Константин Леонтьев был, вероятно, первым критиком, указавшим на натуралистически хирургический подтекст литературного метода Толстого. Он сам служил в Крымскую войну военным хирургом, был последователем «эстетического позитивизма» и смотрел на общество и историю глазами анатома и патологоанатома. В статье 1890 г. «Анализ, стиль и веяние: О романах гр. Л. Н. Толстого» Леонтьев сравнивает Толстого с рисовальщиком в анатомическом театре, который, рисуя ткань тела, видную невооруженным глазом, — например, кожу на руке, — неожиданно решает изобразить ее срезанной в нескольких местах и поместить в надрезы или ранки, крошечные клетки и тончайшие волокна, обычно видимые только в самый сильный микроскоп[41]. Образы, используемые Леонтьевым для описания литературного метода Толстого, заимствованы из словаря натуралистов. Они относятся к толстовскому скрупулезному (иногда даже, по мнению Леонтьева, чрезмерному) анализу человеческих чувств и поведения и к его излюбленному приему увеличения, как будто он описывает мир сквозь микроскоп. Описание проливает свет и на увлечение Толстого искалеченным телом и его склонность к вуайеризму (Леонтьев называет ее «излишним подглядыванием»[42]), получившим столь жуткое воплощение в «Первой ступени». Он видит в хирургическом методе Толстого разделение целого и утрату веры в органический мир, которые традиционно считаются признаками романного мира Толстого.

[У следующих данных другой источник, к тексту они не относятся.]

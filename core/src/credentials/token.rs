use async_trait::async_trait;
use chrono::{DateTime, Duration, Utc};
use dashmap::DashMap;

use super::error::Result;

/// Tokens are refreshed this long before they actually expire
const EXPIRY_SKEW_SECS: i64 = 300;

/// Bearer token issued for a set of scopes
#[derive(Clone, PartialEq, Eq)]
pub struct AccessToken {
    pub token: String,
    pub expires_on: DateTime<Utc>,
}

impl AccessToken {
    pub fn new(token: impl Into<String>, expires_on: DateTime<Utc>) -> Self {
        Self {
            token: token.into(),
            expires_on,
        }
    }

    /// True once the token is inside the refresh window
    pub fn is_expiring(&self) -> bool {
        self.expires_on - Duration::seconds(EXPIRY_SKEW_SECS) <= Utc::now()
    }
}

impl std::fmt::Debug for AccessToken {
    fn fmt(&self, f: &mut std::fmt::Formatter<'_>) -> std::fmt::Result {
        f.debug_struct("AccessToken")
            .field("token", &"[REDACTED]")
            .field("expires_on", &self.expires_on)
            .finish()
    }
}

/// Anything that can mint bearer tokens for a scope set
#[cfg_attr(test, mockall::automock)]
#[async_trait]
pub trait TokenCredential: Send + Sync {
    async fn get_token(&self, scopes: &[String]) -> Result<AccessToken>;
}

/// Per-scope-set token cache shared by the HTTP-backed credentials
#[derive(Default)]
pub struct TokenCache {
    entries: DashMap<String, AccessToken>,
}

impl TokenCache {
    pub fn new() -> Self {
        Self::default()
    }

    pub fn get(&self, scopes: &[String]) -> Option<AccessToken> {
        let key = cache_key(scopes);
        let hit = self.entries.get(&key).map(|e| e.value().clone())?;
        if hit.is_expiring() {
            self.entries.remove(&key);
            return None;
        }
        Some(hit)
    }

    pub fn insert(&self, scopes: &[String], token: AccessToken) {
        self.entries.insert(cache_key(scopes), token);
    }
}

fn cache_key(scopes: &[String]) -> String {
    let mut sorted: Vec<&str> = scopes.iter().map(String::as_str).collect();
    sorted.sort_unstable();
    sorted.join(" ")
}

/// Empty scope lists fall back to the platform default scope
pub fn normalize_scopes(scopes: &[String], default_scope: &str) -> Vec<String> {
    let cleaned: Vec<String> = scopes
        .iter()
        .map(|s| s.trim())
        .filter(|s| !s.is_empty())
        .map(str::to_string)
        .collect();
    if cleaned.is_empty() {
        vec![default_scope.to_string()]
    } else {
        cleaned
    }
}

/// Resource-style endpoints (managed identity, CLI) take `https://x/` instead of `https://x/.default`
pub fn scope_to_resource(scope: &str) -> String {
    scope
        .strip_suffix("/.default")
        .unwrap_or(scope)
        .to_string()
}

Леонтьев, восторженный почитатель Толстого, считал «Анну Каренину» вершиной русского натурализма, «болезненным» отпрыском которого было декадентство. Хотя в своей статье о Толстом 1890 г. Леонтьев не изображает Толстого декадентом, в его теории культурного «расцвета» и последующего «разложения» можно увидеть аналог отношений натурализм/декадентство: натурализм представляет собой перезрелый фрукт, знаменующий начало вырождения и декадентской литературы. (Органическая модель истории Леонтьева состояла из трех стадий: «примитивная простота», «бурный рост и сложность» и «вторичное опрощение», т. е. разложение и гниение[43].) В рецензии на статью Леонтьева Василий Розанов продолжил анатомическую метафору взглядов Леонтьева на романы Толстого; Розанов пишет, что Толстой перегружает свои произведения «жильными» подробностями, будто ради самих же подробностей («Ding an sich»)[44]. Эту позицию разделяет и Мережковский, считавший, что толстовское воистину волшебное «ясновидение плоти» «иногда, — правда, довольно редко, — вовлекает Толстого в излишества»[45]. Именно из?за излишеств Нордау назвал Толстого жертвой вырождения.